**About this task**
Line by line, output the data that follows exactly as written.

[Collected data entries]
——————

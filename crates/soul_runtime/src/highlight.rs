//! Input highlighting for the REPL.

use std::borrow::Cow;

use soul_parser::Modifier;

/// Highlighter for emote input.
///
/// Quoted messages are yellow, REPL commands cyan and a leading modifier
/// word magenta.
pub struct SoulHighlighter;

impl SoulHighlighter {
    /// Creates a new highlighter.
    pub const fn new() -> Self {
        Self
    }

    /// Highlight a line of input.
    #[allow(clippy::unused_self)]
    pub fn highlight<'l>(&self, line: &'l str, _pos: usize) -> Cow<'l, str> {
        if line.trim_start().starts_with(':') {
            return Cow::Owned(format!("\x1b[36m{line}\x1b[0m"));
        }
        if !line.contains(['"', '\'']) && !starts_with_modifier(line) {
            return Cow::Borrowed(line);
        }

        let mut result = String::with_capacity(line.len() * 2);
        let mut quote: Option<char> = None;
        let mut first_word = true;

        for (i, word) in line.split(' ').enumerate() {
            if i > 0 {
                result.push(' ');
            }
            if quote.is_none() {
                quote = word.chars().next().filter(|c| matches!(c, '"' | '\''));
                if quote.is_some() {
                    result.push_str("\x1b[33m");
                }
            }
            if first_word && !word.is_empty() && quote.is_none() && starts_with_modifier(word) {
                result.push_str("\x1b[35m");
                result.push_str(word);
                result.push_str("\x1b[0m");
            } else {
                result.push_str(word);
            }
            if !word.is_empty() {
                first_word = false;
            }
            if let Some(q) = quote {
                let closes = word.trim_end_matches(',').ends_with(q);
                if closes && (word.len() > 1 || i > 0) {
                    quote = None;
                    result.push_str("\x1b[0m");
                }
            }
        }
        if quote.is_some() {
            result.push_str("\x1b[0m");
        }

        Cow::Owned(result)
    }
}

impl Default for SoulHighlighter {
    fn default() -> Self {
        Self::new()
    }
}

fn starts_with_modifier(line: &str) -> bool {
    let first = line.split_whitespace().next().unwrap_or_default();
    Modifier::from_word(&first.to_lowercase()).is_some()
}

——————

**Response area**
filename crates/soul_runtime/src/highlight.rs
//! Input highlighting for the REPL.

use std::borrow::Cow;

use soul_parser::Modifier;

/// Highlighter for emote input.
///
/// Quoted messages are yellow, REPL commands cyan and a leading modifier
/// word magenta.
pub struct SoulHighlighter;

impl SoulHighlighter {
    /// Creates a new highlighter.
    pub const fn new() -> Self {
        Self
    }

    /// Highlight a line of input.
    #[allow(clippy::unused_self)]
    pub fn highlight<'l>(&self, line: &'l str, _pos: usize) -> Cow<'l, str> {
        if line.trim_start().starts_with(':') {
            return Cow::Owned(format!("\x1b[36m{line}\x1b[0m"));
        }
        if !line.contains(['"', '\'']) && !starts_with_modifier(line) {
            return Cow::Borrowed(line);
        }

        let mut result = String::with_capacity(line.len() * 2);
        let mut quote: Option<char> = None;
        let mut first_word = true;

        for (i, word) in line.split(' ').enumerate() {
            if i > 0 {
                result.push(' ');
            }
            if quote.is_none() {
                quote = word.chars().next().filter(|c| matches!(c, '"' | '\''));
                if quote.is_some() {
                    result.push_str("\x1b[33m");
                }
            }
            if first_word && !word.is_empty() && quote.is_none() && starts_with_modifier(word) {
                result.push_str("\x1b[35m");
                result.push_str(word);
                result.push_str("\x1b[0m");
            } else {
                result.push_str(word);
            }
            if !word.is_empty() {
                first_word = false;
            }
            if let Some(q) = quote {
                let closes = word.trim_end_matches(',').ends_with(q);
                if closes && (word.len() > 1 || i > 0) {
                    quote = None;
                    result.push_str("\x1b[0m");
                }
            }
        }
        if quote.is_some() {
            result.push_str("\x1b[0m");
        }

        Cow::Owned(result)
    }
}

impl Default for SoulHighlighter {
    fn default() -> Self {
        Self::new()
    }
}

fn starts_with_modifier(line: &str) -> bool {
    let first = line.split_whitespace().next().unwrap_or_default();
    Modifier::from_word(&first.to_lowercase()).is_some()
}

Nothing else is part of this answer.